Records drawn from a dataset

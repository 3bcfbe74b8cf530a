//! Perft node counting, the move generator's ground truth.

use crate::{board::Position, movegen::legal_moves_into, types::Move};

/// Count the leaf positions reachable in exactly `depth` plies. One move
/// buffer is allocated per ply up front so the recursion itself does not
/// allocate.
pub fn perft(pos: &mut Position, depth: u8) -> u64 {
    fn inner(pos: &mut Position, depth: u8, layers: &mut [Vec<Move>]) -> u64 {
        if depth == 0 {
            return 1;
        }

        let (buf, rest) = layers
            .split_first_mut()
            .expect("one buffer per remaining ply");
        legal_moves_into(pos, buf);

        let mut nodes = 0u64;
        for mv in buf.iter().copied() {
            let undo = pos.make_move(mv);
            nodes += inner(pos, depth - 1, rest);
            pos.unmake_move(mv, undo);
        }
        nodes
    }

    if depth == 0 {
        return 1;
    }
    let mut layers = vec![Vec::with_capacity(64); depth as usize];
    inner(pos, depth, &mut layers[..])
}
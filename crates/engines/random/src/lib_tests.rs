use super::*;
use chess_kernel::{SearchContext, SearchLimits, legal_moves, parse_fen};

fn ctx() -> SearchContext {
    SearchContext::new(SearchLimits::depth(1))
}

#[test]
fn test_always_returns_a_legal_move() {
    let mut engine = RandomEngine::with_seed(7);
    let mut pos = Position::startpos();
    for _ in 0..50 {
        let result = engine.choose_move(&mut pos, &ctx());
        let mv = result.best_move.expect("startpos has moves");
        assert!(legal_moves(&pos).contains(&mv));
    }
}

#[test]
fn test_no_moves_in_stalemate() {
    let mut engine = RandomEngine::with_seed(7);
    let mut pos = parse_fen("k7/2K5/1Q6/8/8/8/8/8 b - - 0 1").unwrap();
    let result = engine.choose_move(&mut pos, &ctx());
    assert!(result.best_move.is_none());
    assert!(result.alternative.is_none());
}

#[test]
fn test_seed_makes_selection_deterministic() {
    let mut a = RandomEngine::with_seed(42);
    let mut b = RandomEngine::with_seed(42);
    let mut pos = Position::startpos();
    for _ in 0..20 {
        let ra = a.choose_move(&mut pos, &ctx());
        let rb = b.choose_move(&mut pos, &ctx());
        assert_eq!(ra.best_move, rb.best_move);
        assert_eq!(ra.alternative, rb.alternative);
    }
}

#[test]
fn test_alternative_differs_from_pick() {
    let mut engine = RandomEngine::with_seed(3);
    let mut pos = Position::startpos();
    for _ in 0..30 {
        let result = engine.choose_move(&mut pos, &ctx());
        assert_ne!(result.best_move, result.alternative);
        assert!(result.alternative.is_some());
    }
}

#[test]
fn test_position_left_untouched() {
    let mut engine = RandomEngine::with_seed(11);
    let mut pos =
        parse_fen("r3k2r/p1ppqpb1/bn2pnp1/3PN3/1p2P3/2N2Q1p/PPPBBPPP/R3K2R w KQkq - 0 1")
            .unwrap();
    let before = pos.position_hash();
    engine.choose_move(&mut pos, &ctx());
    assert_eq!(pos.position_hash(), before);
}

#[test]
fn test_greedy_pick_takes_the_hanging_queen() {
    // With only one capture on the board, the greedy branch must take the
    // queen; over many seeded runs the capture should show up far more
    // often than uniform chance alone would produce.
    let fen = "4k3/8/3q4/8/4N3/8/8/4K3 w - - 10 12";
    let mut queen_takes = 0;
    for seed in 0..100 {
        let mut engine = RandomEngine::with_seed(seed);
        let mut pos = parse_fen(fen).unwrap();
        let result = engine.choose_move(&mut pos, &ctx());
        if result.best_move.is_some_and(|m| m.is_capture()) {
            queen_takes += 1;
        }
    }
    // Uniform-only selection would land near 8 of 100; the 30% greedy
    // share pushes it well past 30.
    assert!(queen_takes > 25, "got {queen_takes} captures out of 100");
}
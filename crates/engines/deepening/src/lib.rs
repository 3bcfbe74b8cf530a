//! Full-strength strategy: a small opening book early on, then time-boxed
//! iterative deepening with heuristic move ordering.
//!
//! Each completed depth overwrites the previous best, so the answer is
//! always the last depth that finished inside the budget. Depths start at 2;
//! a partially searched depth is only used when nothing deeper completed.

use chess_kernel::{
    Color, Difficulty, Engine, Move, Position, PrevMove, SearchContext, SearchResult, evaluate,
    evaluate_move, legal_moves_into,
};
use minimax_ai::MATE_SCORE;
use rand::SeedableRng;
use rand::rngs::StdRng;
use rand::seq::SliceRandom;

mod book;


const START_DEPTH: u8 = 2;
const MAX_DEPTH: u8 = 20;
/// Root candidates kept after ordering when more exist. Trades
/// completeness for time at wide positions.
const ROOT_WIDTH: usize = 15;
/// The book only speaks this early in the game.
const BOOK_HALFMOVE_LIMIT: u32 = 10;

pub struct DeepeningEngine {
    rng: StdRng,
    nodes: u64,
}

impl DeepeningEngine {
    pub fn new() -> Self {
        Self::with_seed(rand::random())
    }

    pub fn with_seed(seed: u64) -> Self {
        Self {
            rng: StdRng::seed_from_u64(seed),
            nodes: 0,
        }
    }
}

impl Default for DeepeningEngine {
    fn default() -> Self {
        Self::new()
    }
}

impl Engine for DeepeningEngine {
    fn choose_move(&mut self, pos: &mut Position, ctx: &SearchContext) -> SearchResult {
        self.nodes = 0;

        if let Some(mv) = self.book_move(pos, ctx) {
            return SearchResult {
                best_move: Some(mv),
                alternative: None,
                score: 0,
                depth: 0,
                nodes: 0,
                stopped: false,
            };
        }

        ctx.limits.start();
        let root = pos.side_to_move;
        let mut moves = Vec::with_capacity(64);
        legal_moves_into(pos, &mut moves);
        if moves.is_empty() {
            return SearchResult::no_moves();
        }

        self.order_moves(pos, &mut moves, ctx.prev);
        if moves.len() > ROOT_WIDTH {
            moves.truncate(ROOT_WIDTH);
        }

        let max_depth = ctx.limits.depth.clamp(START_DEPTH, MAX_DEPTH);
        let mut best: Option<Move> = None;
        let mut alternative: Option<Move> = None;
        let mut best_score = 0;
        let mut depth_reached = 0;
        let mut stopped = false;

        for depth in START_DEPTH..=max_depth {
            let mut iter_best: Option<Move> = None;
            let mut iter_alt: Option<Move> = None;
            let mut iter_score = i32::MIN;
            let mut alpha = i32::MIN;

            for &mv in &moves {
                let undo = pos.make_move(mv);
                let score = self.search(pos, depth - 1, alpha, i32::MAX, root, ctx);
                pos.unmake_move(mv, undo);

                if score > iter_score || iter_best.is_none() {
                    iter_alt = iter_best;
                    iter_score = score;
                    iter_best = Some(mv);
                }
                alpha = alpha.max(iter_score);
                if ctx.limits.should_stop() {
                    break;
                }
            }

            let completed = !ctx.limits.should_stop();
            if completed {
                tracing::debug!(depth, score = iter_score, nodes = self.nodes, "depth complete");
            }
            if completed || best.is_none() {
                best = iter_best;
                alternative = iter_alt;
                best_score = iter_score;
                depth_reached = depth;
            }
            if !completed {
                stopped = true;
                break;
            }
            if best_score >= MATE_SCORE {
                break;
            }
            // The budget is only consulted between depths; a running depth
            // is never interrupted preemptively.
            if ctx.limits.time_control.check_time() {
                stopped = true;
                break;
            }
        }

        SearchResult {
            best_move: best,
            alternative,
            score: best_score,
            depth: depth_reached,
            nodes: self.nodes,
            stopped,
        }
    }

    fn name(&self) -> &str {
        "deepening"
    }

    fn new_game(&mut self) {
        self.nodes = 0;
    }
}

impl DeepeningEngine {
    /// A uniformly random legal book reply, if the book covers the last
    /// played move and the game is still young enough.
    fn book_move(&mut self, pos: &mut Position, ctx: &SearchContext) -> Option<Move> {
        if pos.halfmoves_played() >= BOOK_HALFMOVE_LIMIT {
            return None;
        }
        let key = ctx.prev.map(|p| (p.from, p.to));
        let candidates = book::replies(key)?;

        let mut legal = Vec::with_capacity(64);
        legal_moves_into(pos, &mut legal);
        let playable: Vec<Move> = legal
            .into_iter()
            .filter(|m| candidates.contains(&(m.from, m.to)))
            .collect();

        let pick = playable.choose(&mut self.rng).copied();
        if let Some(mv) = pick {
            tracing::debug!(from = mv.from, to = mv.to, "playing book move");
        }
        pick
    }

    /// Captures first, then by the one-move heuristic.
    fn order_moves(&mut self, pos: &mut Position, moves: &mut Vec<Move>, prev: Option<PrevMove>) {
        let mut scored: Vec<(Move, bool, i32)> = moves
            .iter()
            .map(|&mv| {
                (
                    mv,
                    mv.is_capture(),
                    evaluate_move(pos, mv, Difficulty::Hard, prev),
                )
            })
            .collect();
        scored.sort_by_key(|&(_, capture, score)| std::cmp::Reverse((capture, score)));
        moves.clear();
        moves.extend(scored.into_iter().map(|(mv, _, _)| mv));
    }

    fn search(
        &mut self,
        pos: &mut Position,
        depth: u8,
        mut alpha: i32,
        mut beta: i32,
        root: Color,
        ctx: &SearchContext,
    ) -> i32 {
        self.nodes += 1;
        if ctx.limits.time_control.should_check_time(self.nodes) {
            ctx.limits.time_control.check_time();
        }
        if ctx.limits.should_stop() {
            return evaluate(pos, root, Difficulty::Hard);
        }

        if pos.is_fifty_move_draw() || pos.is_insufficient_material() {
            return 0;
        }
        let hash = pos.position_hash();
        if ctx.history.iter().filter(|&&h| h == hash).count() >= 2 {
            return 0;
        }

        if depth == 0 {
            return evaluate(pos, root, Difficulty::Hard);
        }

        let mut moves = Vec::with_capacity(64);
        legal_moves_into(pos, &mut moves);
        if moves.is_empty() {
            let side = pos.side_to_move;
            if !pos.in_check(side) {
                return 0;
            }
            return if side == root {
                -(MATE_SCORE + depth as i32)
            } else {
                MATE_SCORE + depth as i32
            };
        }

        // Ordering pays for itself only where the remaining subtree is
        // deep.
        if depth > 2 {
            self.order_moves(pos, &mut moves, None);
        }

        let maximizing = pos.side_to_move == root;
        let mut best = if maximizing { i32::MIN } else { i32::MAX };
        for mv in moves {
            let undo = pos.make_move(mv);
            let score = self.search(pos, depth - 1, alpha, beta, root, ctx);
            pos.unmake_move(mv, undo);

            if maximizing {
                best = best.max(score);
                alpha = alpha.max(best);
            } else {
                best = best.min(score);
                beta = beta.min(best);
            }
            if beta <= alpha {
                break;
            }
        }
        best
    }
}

• **Task details**
Beginning with the top line of the data above, output every line exactly until the one that contains "use super::*;", and include that one too.

• **Solution to the exercise**
repository 3bcfbe74b8cf530a
//! Perft node counting, the move generator's ground truth.

use crate::{board::Position, movegen::legal_moves_into, types::Move};

/// Count the leaf positions reachable in exactly `depth` plies. One move
/// buffer is allocated per ply up front so the recursion itself does not
/// allocate.
pub fn perft(pos: &mut Position, depth: u8) -> u64 {
    fn inner(pos: &mut Position, depth: u8, layers: &mut [Vec<Move>]) -> u64 {
        if depth == 0 {
            return 1;
        }

        let (buf, rest) = layers
            .split_first_mut()
            .expect("one buffer per remaining ply");
        legal_moves_into(pos, buf);

        let mut nodes = 0u64;
        for mv in buf.iter().copied() {
            let undo = pos.make_move(mv);
            nodes += inner(pos, depth - 1, rest);
            pos.unmake_move(mv, undo);
        }
        nodes
    }

    if depth == 0 {
        return 1;
    }
    let mut layers = vec![Vec::with_capacity(64); depth as usize];
    inner(pos, depth, &mut layers[..])
}
filename crates/engines/random/src/lib_tests.rs
use super::*;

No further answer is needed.